You reach your destination exhausted, trembling and nauseated by the adrenaline and toxic fumes.  You pray from the moment you get in the car until you get out of it again.  Then you pray again, thanking God that you survived.  Then you pray again, that you make it back home.  The Cameroonians with you are entirely placid the entire trip.  Maybe they don’t know what danger their lives are in, or have just been desensitized to it by traveling this way since they were the size of the little child bouncing along on someone’s lap, or maybe they do recognize the danger and fall into a state of intentional unawareness.  There are no air bags.  There are no seatbelts, except for the driver’s seat, and it’s anything but comforting when he occasionally reached back and straps it on.  That’s just an average trip in the dry season.

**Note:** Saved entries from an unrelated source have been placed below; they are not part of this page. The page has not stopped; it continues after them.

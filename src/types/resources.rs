//! Resource identifiers and column maps of the Latvian meteorological and
//! hydrological datasets on data.gov.lv.

use crate::types::field_map::FieldMap;
use std::fmt;

pub const API_BASE_URL: &str = "https://data.gov.lv/dati/api/3/action/datastore_search_sql";

/// Datastore resource identifiers.
pub struct ResourceId;

impl ResourceId {
    pub const METEO_OPERATIONAL: &'static str = "17460efb-ae99-4d1d-8144-1068f184b05f";
    pub const METEO_ARCHIVE: &'static str = "339f73e4-20cf-4cea-be65-dcfd4b3b742c";
    pub const METEO_ARCHIVE_AVG: &'static str = "ecc62e27-2071-483c-bca9-5e53d979faa8";
    pub const HYDRO_OPERATIONAL: &'static str = "de5f06e9-6f44-497d-8ec2-72a2483608e8";
    pub const HYDRO_ARCHIVE: &'static str = "a90de53b-e8b6-4cda-97c4-ecb86fbafc2d";
    pub const WEATHER_PHENOMENA_OPERATIONAL: &'static str = "77da5b2b-ebe2-4b94-963d-8a92364a3937";
    pub const WEATHER_PHENOMENA_ARCHIVE: &'static str = "05b4dc26-016c-478a-a5e1-afa74bd83c06";
    pub const METEO_STATIONS: &'static str = "c32c7afd-0d05-44fd-8b24-1de85b4bf11d";
    pub const HYDRO_STATIONS: &'static str = "93fd5e2c-20c4-496e-a920-ff29bda20383";
    pub const METEO_PARAMS: &'static str = "38b462ac-08b9-4168-9d6e-cbaedc2e775d";
    pub const HYDRO_PARAMS: &'static str = "714ab60d-d93e-4403-b76d-2fb865d15d63";
}

/// An observation dataset that can be queried with [`crate::LvMeteo::series`].
#[derive(Debug, Clone, Copy, PartialEq, Eq, Hash)]
pub struct MeteoTable {
    /// Dataset title as published on the portal.
    pub name: &'static str,
    /// Datastore resource identifier.
    pub table_name: &'static str,
}

impl MeteoTable {
    pub const METEO_OPERATIONAL: MeteoTable = MeteoTable {
        name: "Meteoroloģiskie operatīvie dati",
        table_name: ResourceId::METEO_OPERATIONAL,
    };
    pub const METEO_ARCHIVE: MeteoTable = MeteoTable {
        name: "Meteoroloģiskie arhīva dati (Faktiskie)",
        table_name: ResourceId::METEO_ARCHIVE,
    };
    pub const METEO_ARCHIVE_AVG: MeteoTable = MeteoTable {
        name: "Meteoroloģiskie arhīva dati (AVG, MIN, MAX)",
        table_name: ResourceId::METEO_ARCHIVE_AVG,
    };
    pub const HYDRO_OPERATIONAL: MeteoTable = MeteoTable {
        name: "Hidroloģiskie operatīvie dati",
        table_name: ResourceId::HYDRO_OPERATIONAL,
    };
    pub const HYDRO_ARCHIVE: MeteoTable = MeteoTable {
        name: "Hidroloģiskie arhīva dati",
        table_name: ResourceId::HYDRO_ARCHIVE,
    };
    pub const WEATHER_PHENOMENA_OPERATIONAL: MeteoTable = MeteoTable {
        name: "Laika parādību operatīvie dati",
        table_name: ResourceId::WEATHER_PHENOMENA_OPERATIONAL,
    };
    pub const WEATHER_PHENOMENA_ARCHIVE: MeteoTable = MeteoTable {
        name: "Laika parādību arhīva dati",
        table_name: ResourceId::WEATHER_PHENOMENA_ARCHIVE,
    };

    pub const ALL: [MeteoTable; 7] = [
        Self::METEO_OPERATIONAL,
        Self::METEO_ARCHIVE,
        Self::METEO_ARCHIVE_AVG,
        Self::HYDRO_OPERATIONAL,
        Self::HYDRO_ARCHIVE,
        Self::WEATHER_PHENOMENA_OPERATIONAL,
        Self::WEATHER_PHENOMENA_ARCHIVE,
    ];
}

impl fmt::Display for MeteoTable {
    fn fmt(&self, f: &mut fmt::Formatter<'_>) -> fmt::Result {
        write!(f, "{} ({})", self.name, self.table_name)
    }
}

impl FieldMap {
    /// Columns of the meteorological and hydrological station tables.
    pub fn stations() -> Self {
        FieldMap::new([
            ("station_id", "STATION_ID"),
            ("name", "NAME"),
            ("WMO_id", "WMO_ID"),
            ("begin_date", "BEGIN_DATE"),
            ("end_date", "END_DATE"),
            ("longitude", "GEOGR1"),
            ("latitude", "GEOGR2"),
            ("elevation", "ELEVATION"),
            ("elevation_pressure", "ELEVATION_PRESSURE"),
        ])
    }

    /// Columns of the observation tables; the input of the time-series pivot.
    pub fn observations() -> Self {
        FieldMap::new([
            ("station_id", "STATION_ID"),
            ("param", "ABBREVIATION"),
            ("date", "DATETIME"),
            ("value", "VALUE"),
        ])
    }

    /// Columns of the parameter description tables.
    pub fn parameters() -> Self {
        FieldMap::new([
            ("param_id", "ABBREVIATION"),
            ("description_EN", "EN_DESCRIPTION"),
            ("description_LV", "LV_DESCRIPTION"),
            ("scale", "SCALE"),
            ("lower_limit", "LOWER_LIMIT"),
            ("upper_limit", "UPPER_LIMIT"),
            ("unit", "MEASUREMENT_UNIT"),
        ])
    }
}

Recently, the car finally slowed when coming into town.  The driver stopped to let a woman out, and got out to help her get her bags from the back.  Ordinarily the driver would now crawl along for a time, honking at bystanders until he found another passenger.  This time, the break gave out.  The car began to roll forward.  The driver jumped back into the car and immediately sped off like we were being pursued.  The hatch was still open, and we shouted to him, but he kept going.  We reached behind us to hold onto our backpacks.  Predictably a suitcase fell out onto the road.  We shouted to the driver again.  He kept going.  In fact, no one responded at all for several minutes, and then, slowly, a woman in the front seat seemed to wake out of a stupor, looked back, then began shouting at the driver to stop.  He continued on, stopped moments (moments!) later and let her out, and then drove away.  She started walking back toward her bag.  Then, inexplicably, the driver stopped, and then started barreling back up the road in reverse.  We passed the woman who lost her bag.  Just as we were coming up on the fallen suitcase, it was hit by a motorcycle and belongings scattered over the road.  The woman screamed and began to sob.  The driver stopped and got out, tossed a bottle of something that’s landed near the back tire into the car.  The woman began to gather her things off the road with the help of bystanders and the driver.  The first woman who was let out, back before the break gave way, pulled up on the back of a moto and claimed the rest of her bags, that the driver had taken off with.  We pulled out packs up into our laps.  The suitcase was returned to the back of the car.  The hatch closed.  The woman returned to her seat, but the driver yelled at her to sit in the back.  This was her own fault, he said, because she touched the break.  She screamed back that she didn’t touch anything.  They yelled back and forth for the rest of the trip.  We continued like that to our destination.

Embassy staff recently asked some volunteers how we get around.  Public transport?  Oh.  They aren’t allowed to use public transport.  It’s too dangerous.